Whatever the situation, and how little or much you are involved, it is worth be aware of the potential for dehydration - a lack of water. This is true at any time of year, but particularly so in the warmer months of the year.Our bodies need an adequate amount of fluid so that they can perform key functions. These include regulating temperature, maintaining blood pressure, and eliminating bodily waste.
One risk posed by dehydration is urinary infections. Not only are they more common amongst older people, they are particularly prevalent during the hot summer months. Such infections are often linked to kidney infections, requiring urgent medical treatment.
Quite simply, dehydration occurs when we lose more water than we are taking in. This can happen with the elderly for a number of reasons:
Medicines ;- these could include diuretics, prescribed to help treat conditions such as high blood pressure and congestive heart failure, and whichwork by increasing the amount of water and salt expelled from the body as urine.

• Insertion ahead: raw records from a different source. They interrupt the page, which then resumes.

//! End-to-end scenarios over the full tick pipeline: free-road cruising,
//! hard braking on approach, MOBIL accepts and safety rejects, lane-change
//! finalization, cooldown gating and despawning.

use std::sync::Arc;

use traffic_ai_core::agents::AiAgent;
use traffic_ai_core::config::TrafficConfig;
use traffic_ai_core::geom::Vec3;
use traffic_ai_core::idm::MAX_ACCELERATION;
use traffic_ai_core::players::PlayerPos;
use traffic_ai_core::simulation::Simulation;
use traffic_ai_core::utils::test_graphs::{straight_road, two_lane_road};
use traffic_ai_core::zones::ZonesStorage;

const TICK_MS: i64 = 20;

/// Simulation over a single-lane road with a player parked at `player_z`
/// so nothing despawns and nothing new spawns (no zones registered).
fn single_lane_sim(points: u32, player_point: u32, player_z: f32) -> Simulation {
    let graph = Arc::new(straight_road(points, 10.0));
    let sim = Simulation::with_seed(graph, ZonesStorage::new(), TrafficConfig::default(), 1);
    sim.players().update_player(PlayerPos {
        session_id: 1,
        current_point: Some(player_point),
        world_pos: Vec3::new(0.0, 0.0, player_z),
    });
    sim
}

fn two_lane_sim(points: u32, config: TrafficConfig) -> Simulation {
    let graph = Arc::new(two_lane_road(points, 10.0));
    let sim = Simulation::with_seed(graph, ZonesStorage::new(), config, 1);
    sim.players().update_player(PlayerPos {
        session_id: 1,
        current_point: Some(0),
        world_pos: Vec3::new(0.0, 0.0, 0.0),
    });
    sim
}

#[test]
fn free_road_acceleration_follows_idm() {
    let mut sim = single_lane_sim(300, 0, 0.0);
    sim.add_agent(
        AiAgent::new(1)
            .with_point(0)
            .with_speed(20.0)
            .with_target_speed(27.8)
            .initialized()
            .build(),
    )
    .unwrap();

    let mut last_speed = 20.0f32;
    let mut last_accel = f32::INFINITY;
    for step in 1..=10 {
        let speed_before = sim.agents().get(&1).unwrap().current_speed;
        sim.tick(step * TICK_MS).unwrap();
        let agent = sim.agents().get(&1).unwrap();

        let expected = MAX_ACCELERATION * (1.0 - (speed_before / 27.8).powi(4));
        assert!(
            (agent.acceleration - expected).abs() < 1e-3,
            "Tick {}: acceleration {} should match free-road IDM {}",
            step,
            agent.acceleration,
            expected
        );
        assert!(
            agent.current_speed > last_speed,
            "Speed must increase toward the target"
        );
        assert!(agent.current_speed < 27.8);
        assert!(
            agent.acceleration < last_accel,
            "Acceleration must decrease monotonically"
        );
        last_speed = agent.current_speed;
        last_accel = agent.acceleration;
    }
}

#[test]
fn approach_on_slower_leader_brakes_hard() {
    let mut sim = single_lane_sim(300, 0, 0.0);
    sim.add_agent(
        AiAgent::new(1)
            .with_point(0)
            .with_speed(30.0)
            .with_target_speed(30.0)
            .initialized()
            .build(),
    )
    .unwrap();
    // Leader 40 m ahead doing a steady 20 m/s.
    sim.add_agent(
        AiAgent::new(2)
            .with_point(4)
            .with_speed(20.0)
            .with_target_speed(20.0)
            .initialized()
            .build(),
    )
    .unwrap();

    sim.tick(TICK_MS).unwrap();
    let agent = sim.agents().get(&1).unwrap();
    assert!(
        agent.acceleration < -4.0,
        "Expected hard braking below -b, got {}",
        agent.acceleration
    );
}

/// Blocked agent on the slow lane: speed 12 of target 25, crawling leader
/// 30 m ahead, left lane empty, no right link.
fn blocked_two_lane_sim(config: TrafficConfig) -> Simulation {
    let mut sim = two_lane_sim(120, config);
    sim.add_agent(
        AiAgent::new(1)
            .with_point(5)
            .with_speed(12.0)
            .with_target_speed(25.0)
            .initialized()
            .build(),
    )
    .unwrap();
    sim.add_agent(
        AiAgent::new(2)
            .with_point(8)
            .with_speed(10.0)
            .with_target_speed(10.0)
            .initialized()
            .build(),
    )
    .unwrap();
    sim
}

#[test]
fn mobil_accepts_left_change_when_blocked() {
    let mut sim = blocked_two_lane_sim(TrafficConfig::default());
    let report = sim.tick(TICK_MS).unwrap();
    assert_eq!(report.lane_changes_started, 1);

    let change = sim.animator().get(1).expect("agent 1 must be animating");
    assert!(change.is_left);
    assert_eq!(change.start_time_ms, TICK_MS, "Cooldown stamp at start time");
    assert!(
        (2.5..=7.0).contains(&change.duration_s),
        "Duration {} outside [2.5, 7.0]",
        change.duration_s
    );
    // Blocked at 12 m/s the speed scaling bottoms out at the floor.
    assert!((change.duration_s - 2.5).abs() < 1e-3);
}

#[test]
fn mobil_rejects_unsafe_follower() {
    let mut sim = blocked_two_lane_sim(TrafficConfig::default());
    // Fast follower right behind the adjacent left-lane point.
    let left = 120 + 5;
    sim.add_agent(
        AiAgent::new(3)
            .with_point(left - 1)
            .with_speed(25.0)
            .with_target_speed(25.0)
            .initialized()
            .build(),
    )
    .unwrap();

    let report = sim.tick(TICK_MS).unwrap();
    assert_eq!(report.lane_changes_started, 0, "Safety test must reject the change");
    assert!(sim.animator().is_empty());
    assert_eq!(sim.agents().get(&1).unwrap().current_point, 5, "Agent stays in lane");
}

#[test]
fn lane_change_finalizes_consistently() {
    let mut sim = blocked_two_lane_sim(TrafficConfig::default());
    sim.tick(TICK_MS).unwrap();
    let change = sim.animator().get(1).expect("change must have started");
    let target = change.target_point;
    let end_ms = change.start_time_ms + (change.duration_s * 1000.0) as i64;

    // Drive the animation tick by tick up to the exact end time.
    let mut now = TICK_MS;
    while now < end_ms {
        now = (now + TICK_MS).min(end_ms);
        sim.tick(now).unwrap();
    }

    let agent = sim.agents().get(&1).unwrap();
    assert_eq!(agent.current_point, target);
    assert_eq!(
        sim.neighbors().point_of(1),
        Some(target),
        "Index must show the agent only under the target point"
    );
    assert!(
        !sim.animator().is_animating(1),
        "Active table must no longer contain the agent"
    );
}

#[test]
fn cooldown_blocks_further_changes() {
    // Practically infinite cooldown: one change per run.
    let config = TrafficConfig {
        lane_change_cooldown_s: 1000.0,
        ..TrafficConfig::default()
    };
    let mut sim = blocked_two_lane_sim(config);
    sim.tick(TICK_MS).unwrap();
    assert!(sim.animator().is_animating(1), "First change starts unhindered");

    // Keep the agent under pressure with a crawler dropped into the fast
    // lane ahead of it, then run for twenty simulated seconds.
    sim.add_agent(
        AiAgent::new(4)
            .with_point(120 + 12)
            .with_speed(8.0)
            .with_target_speed(8.0)
            .initialized()
            .build(),
    )
    .unwrap();
    let mut started_total = 0;
    for step in 2..=1000 {
        let report = sim.tick(step * TICK_MS).unwrap();
        started_total += report.lane_changes_started;
    }
    assert_eq!(
        started_total, 0,
        "No further change may start within the cooldown"
    );
}

#[test]
fn right_change_returns_to_slow_lane() {
    // Agent cruising in the fast lane, blocked by a crawler, slow lane empty:
    // the incentive must overcome the keep-slow-lane bias and move it right.
    let mut sim = two_lane_sim(120, TrafficConfig::default());
    sim.add_agent(
        AiAgent::new(1)
            .with_point(120 + 5)
            .with_speed(12.0)
            .with_target_speed(25.0)
            .initialized()
            .build(),
    )
    .unwrap();
    sim.add_agent(
        AiAgent::new(2)
            .with_point(120 + 8)
            .with_speed(10.0)
            .with_target_speed(10.0)
            .initialized()
            .build(),
    )
    .unwrap();

    sim.tick(TICK_MS).unwrap();
    let change = sim.animator().get(1).expect("right-side change must start");
    assert!(!change.is_left);
    assert_eq!(change.target_point, 5);
}

#[test]
fn despawn_removes_agent_out_of_range() {
    // Player 2,500 m away from the agent; despawn distance is 2,000 m.
    let mut sim = single_lane_sim(300, 250, 2500.0);
    sim.add_agent(
        AiAgent::new(1)
            .with_point(0)
            .with_speed(20.0)
            .with_target_speed(25.0)
            .initialized()
            .build(),
    )
    .unwrap();
    assert_eq!(sim.neighbors().point_of(1), Some(0));

    let report = sim.tick(TICK_MS).unwrap();
    assert_eq!(report.despawned, 1);
    assert!(sim.agents().get(&1).is_none(), "Agent must leave the registry");
    assert_eq!(sim.neighbors().point_of(1), None, "Agent must leave the index");
}

#[test]
fn acceleration_is_never_raised_above_free_drive() {
    // Invariant: the IDM pass only lowers the host-style drive acceleration.
    let mut sim = blocked_two_lane_sim(TrafficConfig::default());
    for step in 1..=100 {
        sim.tick(step * TICK_MS).unwrap();
        for (_, agent) in sim.agents().iter() {
            assert!(
                agent.acceleration <= MAX_ACCELERATION + 1e-6,
                "Acceleration above the drive ceiling"
            );
        }
    }
}

#[test]
fn states_snapshot_reflects_lane_change() {
    let mut sim = blocked_two_lane_sim(TrafficConfig::default());
    sim.tick(TICK_MS).unwrap();
    // Advance partway into the animation.
    for step in 2..=40 {
        sim.tick(step * TICK_MS).unwrap();
    }
    let state = sim.extract_states(40 * TICK_MS);
    let vehicle = state.vehicles.iter().find(|v| v.id == 1).unwrap();
    assert!(
        vehicle.lateral_offset > 0.0,
        "Mid-animation snapshot must carry a lateral offset"
    );
    let parked = state.vehicles.iter().find(|v| v.id == 2).unwrap();
    assert_eq!(parked.lateral_offset, 0.0);
}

Other medicines could cause the patient to sweat more, again meaning increased loss of water.
Reduced thirst - as we get older our sense of thirst becomes less acute. This combined with a decreased ability to fetch a drink, or less contact witih others who they may rely on to provide fluids, can mean dehydtation is more likely.

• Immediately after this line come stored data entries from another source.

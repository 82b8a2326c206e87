use crate::agents::{AgentId, AgentKind, AgentsRegistry, AiAgent};
use crate::config::TrafficConfig;
use crate::lane_change::LaneChangeAnimator;
use crate::neighbors::{find_follower_from, find_leader_from, NeighborIndex};
use crate::personality::DriverParameters;
use crate::players::{CooldownsStorage, PlayerPos};
use crate::spline::graph::SplineGraph;
use crate::spline::point::PointId;
use crate::zones::{time_of_day_multiplier, ZonesStorage};
use crate::{log_additional, log_detailed};
use crate::verbose::{EVENT_DESPAWN_VEHICLE, EVENT_SPAWN_VEHICLE};
use rand::Rng;
use rand::rngs::StdRng;

/// Sentinel agent id that never matches a real occupant; used to run
/// leader/follower probes without excluding anyone.
const NO_EXCLUDE: AgentId = AgentId::MAX;

/// Fraction of the spawn-ahead range that counts as "too visible"; spawn
/// candidates ahead of the player must lie beyond it.
const VISIBILITY_FRACTION: f32 = 0.6;

/// Placement attempts per requested spawn slot.
const PLACEMENT_ATTEMPTS: usize = 4;

/// Counts occupied points in the population region around a player point:
/// `spawn_behind` meters along `prev` plus `spawn_ahead` meters along `next`.
pub fn region_occupancy(
    graph: &SplineGraph,
    index: &NeighborIndex,
    player_point: PointId,
    behind_m: f32,
    ahead_m: f32,
) -> usize {
    let mut count = 0usize;
    if index.slowest_at(player_point).is_some() {
        count += 1;
    }
    // Forward walk.
    let mut current = player_point;
    let mut travelled = 0.0f32;
    while let Some(point) = graph.get_point(current) {
        travelled += point.length;
        let Some(next_id) = point.next_id else { break };
        if travelled > ahead_m {
            break;
        }
        if index.slowest_at(next_id).is_some() {
            count += 1;
        }
        current = next_id;
    }
    // Backward walk.
    let mut current = player_point;
    let mut travelled = 0.0f32;
    while let Some(point) = graph.get_point(current) {
        let Some(prev_id) = point.prev_id else { break };
        let Some(prev) = graph.get_point(prev_id) else { break };
        travelled += prev.length;
        if travelled > behind_m {
            break;
        }
        if index.slowest_at(prev_id).is_some() {
            count += 1;
        }
        current = prev_id;
    }
    count
}

/// Attempts up to `max_spawns_per_tick` spawns around every connected player.
///
/// Per player: resolve the governing zone (skip when absent or disabled),
/// compute the density target
/// `D = base_density_per_km · zone.density_multiplier · tod_multiplier`,
/// and spawn while the region occupancy is below `D · range_km`, bounded by
/// the per-player and total population ceilings.
///
/// Placement picks a candidate point outside the visibility proxy (behind
/// the player, or beyond [`VISIBILITY_FRACTION`] of the ahead range) and
/// rejects candidates with an existing vehicle within the minimum spawn gap.
///
/// # Returns
/// The ids of agents created this sweep.
#[allow(clippy::too_many_arguments)]
pub fn spawn_sweep(
    graph: &SplineGraph,
    zones: &ZonesStorage,
    config: &TrafficConfig,
    players: &[PlayerPos],
    agents: &mut AgentsRegistry,
    index: &mut NeighborIndex,
    rng: &mut StdRng,
    hour: u8,
    next_agent_id: &mut AgentId,
) -> Vec<AgentId> {
    let mut spawned = Vec::new();
    let range_km = ((config.spawn_ahead_m + config.spawn_behind_m) / 1000.0) as f64;

    for player in players {
        let Some(player_point) = player
            .current_point
            .or_else(|| graph.world_to_spline(player.world_pos).map(|(id, _)| id))
        else {
            continue;
        };
        let Some(zone) = zones.zone_at(player_point, &player.world_pos) else {
            continue;
        };
        if !zone.enabled {
            continue;
        }

        let tod = time_of_day_multiplier(hour, config.min_time_of_day_density);
        let density = config.base_density_per_km * zone.density_multiplier * tod;
        let target = (density * range_km).floor() as usize;
        let ceiling = target.min(config.per_player);

        let mut occupancy = region_occupancy(
            graph,
            index,
            player_point,
            config.spawn_behind_m,
            config.spawn_ahead_m,
        );

        for _ in 0..config.max_spawns_per_tick {
            if occupancy >= ceiling || agents.len() >= config.max_total {
                break;
            }
            let Some(candidate) =
                place_candidate(graph, index, agents, config, player_point, rng)
            else {
                continue;
            };
            let Some(point) = graph.get_point(candidate) else {
                continue;
            };

            let agent_id = *next_agent_id;
            *next_agent_id += 1;

            let personality = zone.profile.draw(rng);
            let kind = zone.draw_kind(rng);
            let driver = DriverParameters::from_personality(personality);
            let kind_speed = match kind {
                AgentKind::Car => config.desired_speed_mps(),
                AgentKind::Truck => config.truck_desired_speed_mps(),
            };
            let cruise_base = zone.speed_limit.min(kind_speed);
            let target_speed = cruise_base * driver.desired_speed_factor();
            let initial_speed = target_speed * rng.random_range(0.8..1.0);

            let agent = AiAgent::new(agent_id)
                .with_point(candidate)
                .with_speed(initial_speed)
                .with_target_speed(target_speed)
                .with_max_speed(target_speed * 1.3)
                .with_personality(personality)
                .with_kind(kind)
                .with_progress(0.0, point.length)
                .with_position(point.position)
                .initialized()
                .build();
            index.enter(candidate, agent_id, initial_speed);
            agents.insert_agent(agent);
            occupancy += 1;
            spawned.push(agent_id);

            log_additional!(
                EVENT_SPAWN_VEHICLE,
                "Spawned AI vehicle",
                agent_id = agent_id,
                point = candidate,
                zone = zone.id.as_str(),
                kind = kind.to_string().as_str()
            );
        }
    }
    spawned
}

/// Picks a spawn point outside the player's view with a clear minimum gap.
fn place_candidate(
    graph: &SplineGraph,
    index: &NeighborIndex,
    agents: &AgentsRegistry,
    config: &TrafficConfig,
    player_point: PointId,
    rng: &mut StdRng,
) -> Option<PointId> {
    for _ in 0..PLACEMENT_ATTEMPTS {
        let behind = rng.random::<f64>() < 0.25 && config.spawn_behind_m > config.min_spawn_gap_m;
        let candidate = if behind {
            let distance = rng.random_range(config.min_spawn_gap_m..config.spawn_behind_m);
            graph.point_behind(player_point, distance)
        } else if config.spawn_ahead_m > 0.0 {
            let lo = config.spawn_ahead_m * VISIBILITY_FRACTION;
            let distance = rng.random_range(lo..config.spawn_ahead_m);
            graph.point_ahead(player_point, distance)
        } else {
            None
        };
        let Some(candidate) = candidate else { continue };
        if index.slowest_at(candidate).is_some() {
            continue;
        }
        let leader_near = find_leader_from(
            graph,
            index,
            agents,
            candidate,
            NO_EXCLUDE,
            config.min_spawn_gap_m,
        )
        .is_some();
        let follower_near = find_follower_from(
            graph,
            index,
            agents,
            candidate,
            NO_EXCLUDE,
            config.min_spawn_gap_m,
        )
        .is_some();
        if leader_near || follower_near {
            continue;
        }
        return Some(candidate);
    }
    None
}

/// Removes every agent that is further than `despawn_m` from all players.
///
/// Removal is complete: the registry entry, any neighbor-index entries, the
/// in-flight lane change and the cooldown stamp all go together.
pub fn despawn_sweep(
    agents: &mut AgentsRegistry,
    index: &mut NeighborIndex,
    animator: &mut LaneChangeAnimator,
    cooldowns: &CooldownsStorage,
    players: &[PlayerPos],
    despawn_m: f32,
) -> Vec<AgentId> {
    let mut to_remove = Vec::new();
    for (agent_id, agent) in agents.iter() {
        let in_range = players
            .iter()
            .any(|player| agent.position.distance_to(&player.world_pos) <= despawn_m);
        if !in_range {
            to_remove.push(*agent_id);
        }
    }
    for agent_id in &to_remove {
        agents.remove_agent(*agent_id);
        index.purge_agent(*agent_id);
        animator.cancel(*agent_id);
        cooldowns.remove(*agent_id);
        log_detailed!(
            EVENT_DESPAWN_VEHICLE,
            "Despawned AI vehicle",
            agent_id = *agent_id
        );
    }
    to_remove
}

#[cfg(test)]
mod tests {
    use super::*;
    use crate::geom::Vec3;
    use crate::lane_change::AnimatorParameters;
    use crate::utils::test_graphs::straight_road;
    use crate::zones::Zone;
    use rand::SeedableRng;

    fn player_at(point: PointId, z: f32) -> PlayerPos {
        PlayerPos {
            session_id: 1,
            current_point: Some(point),
            world_pos: Vec3::new(0.0, 0.0, z),
        }
    }

    fn covered_zones() -> ZonesStorage {
        let mut zones = ZonesStorage::new();
        zones.add_zone(
            Zone::new("test")
                .with_predicate(crate::zones::ZonePredicate::WorldRect {
                    min_x: -1e6,
                    min_z: -1e6,
                    max_x: 1e6,
                    max_z: 1e6,
                })
                .with_speed_limit(27.8)
                .build(),
        );
        zones
    }

    #[test]
    fn test_spawn_without_zone_does_nothing() {
        let graph = straight_road(200, 10.0);
        let zones = ZonesStorage::new();
        let config = TrafficConfig::default();
        let mut agents = AgentsRegistry::new();
        let mut index = NeighborIndex::new();
        let mut rng = StdRng::seed_from_u64(1);
        let mut next_id = 1;

        let spawned = spawn_sweep(
            &graph,
            &zones,
            &config,
            &[player_at(50, 500.0)],
            &mut agents,
            &mut index,
            &mut rng,
            12,
            &mut next_id,
        );
        assert!(spawned.is_empty());
        assert!(agents.is_empty());
    }

    #[test]
    fn test_spawn_respects_rate_and_bounds() {
        let graph = straight_road(300, 10.0);
        let zones = covered_zones();
        let config = TrafficConfig::default();
        let mut agents = AgentsRegistry::new();
        let mut index = NeighborIndex::new();
        let mut rng = StdRng::seed_from_u64(7);
        let mut next_id = 1;

        let players = [player_at(40, 400.0)];
        let spawned = spawn_sweep(
            &graph, &zones, &config, &players, &mut agents, &mut index, &mut rng, 12, &mut next_id,
        );
        assert!(spawned.len() <= config.max_spawns_per_tick);
        assert!(!spawned.is_empty(), "Open road at midday must spawn");

        // Every spawned agent is initialized, indexed, and out of view.
        for agent_id in &spawned {
            let agent = agents.get(agent_id).unwrap();
            assert!(agent.initialized);
            assert_eq!(index.point_of(*agent_id), Some(agent.current_point));
            assert!(agent.target_speed > 0.0);
        }

        // Sweeping repeatedly never exceeds the density ceiling.
        for _ in 0..100 {
            spawn_sweep(
                &graph, &zones, &config, &players, &mut agents, &mut index, &mut rng, 12,
                &mut next_id,
            );
        }
        let range_km = ((config.spawn_ahead_m + config.spawn_behind_m) / 1000.0) as f64;
        let ceiling = (config.base_density_per_km * range_km).floor() as usize
            + config.max_spawns_per_tick;
        let occupancy =
            region_occupancy(&graph, &index, 40, config.spawn_behind_m, config.spawn_ahead_m);
        assert!(
            occupancy <= ceiling,
            "Occupancy {} exceeded ceiling {}",
            occupancy,
            ceiling
        );
        assert!(agents.len() <= config.max_total);
    }

    #[test]
    fn test_spawn_keeps_minimum_gap() {
        let graph = straight_road(300, 10.0);
        let zones = covered_zones();
        let config = TrafficConfig::default();
        let mut agents = AgentsRegistry::new();
        let mut index = NeighborIndex::new();
        let mut rng = StdRng::seed_from_u64(3);
        let mut next_id = 1;

        let players = [player_at(40, 400.0)];
        for _ in 0..50 {
            spawn_sweep(
                &graph, &zones, &config, &players, &mut agents, &mut index, &mut rng, 12,
                &mut next_id,
            );
        }
        // No two agents closer than the configured gap along the graph.
        for (agent_id, agent) in agents.iter() {
            let leader = find_leader_from(
                &graph,
                &index,
                &agents,
                agent.current_point,
                *agent_id,
                config.min_spawn_gap_m - 10.0,
            );
            assert!(
                leader.is_none(),
                "Agent {} spawned within the minimum gap",
                agent_id
            );
        }
    }

    #[test]
    fn test_despawn_out_of_range() {
        let graph = straight_road(300, 10.0);
        let mut agents = AgentsRegistry::new();
        let mut index = NeighborIndex::new();
        let mut animator = LaneChangeAnimator::new(AnimatorParameters {
            base_duration_s: 3.5,
            min_duration_s: 2.5,
            max_duration_s: 7.0,
            lane_width_m: 3.0,
            log_lane_changes: false,
        });
        let cooldowns = CooldownsStorage::new();

        let mut far_agent = AiAgent::new(1)
            .with_point(0)
            .with_speed(20.0)
            .initialized()
            .build();
        far_agent.position = Vec3::new(0.0, 0.0, 0.0);
        agents.insert_agent(far_agent);
        index.enter(0, 1, 20.0);
        cooldowns.stamp(1, 500);

        let mut near_agent = AiAgent::new(2)
            .with_point(100)
            .with_speed(20.0)
            .initialized()
            .build();
        near_agent.position = Vec3::new(0.0, 0.0, 1000.0);
        agents.insert_agent(near_agent);
        index.enter(100, 2, 20.0);

        // Player 2,500 m away from agent 1, 1,500 m from agent 2.
        let players = [player_at(250, 2500.0)];
        let removed = despawn_sweep(&mut agents, &mut index, &mut animator, &cooldowns, &players, 2000.0);
        assert_eq!(removed, vec![1]);
        assert!(agents.get(&1).is_none());
        assert!(index.point_of(1).is_none());
        assert!(agents.get(&2).is_some());
    }
}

Reduced kidney function - we typically lose some kidney function and become less able to conserve fluids as we age. This is something that becomes more progressive in our fifties and can be particularly acute around the age of seventy upward.
Illness - instances of vomiting or cases of diarrhea can leave the elderly in particular vulnerable to dehydration
The signs of dehydration are not always clear cut and easy to see. However, common indicators include a dry mouth, lips and tongue; sunken eyes; dry inelastic skin, drowsiness, confusion or disorientation; dizziness and low blood pressure. Of course, these may be present as a result of other conditions, so your observations will need to take this into account.
Dehydration is also indicated with a reduced and more concentrated urine output. Typically, the colour of urine is a useful guide: a hydrated person will have urine that is pale and odourless, whereas urine that is dark and somewhat strong smelling is a good indicator of dehydration. This is not an absolute test since medications and other medical conditions can also affect the colour of urine.
If you can identify when your elderly relative is not drinking enough, you are well placed to help them. Monitoring fluid intake is one way, and encouraging them to ensure they are drinking enough can be sufficient. This may not work if they are not able to independently access a drink or have concerns about an increasing likelihood of incontinence or getting 'caught short'.
Overall though, you need to look to reduce or remove the barriers to taking in enough water, and making sure that adequte liquids are available or offered.
The content in this article is provided for information only and does not constitute medical advice.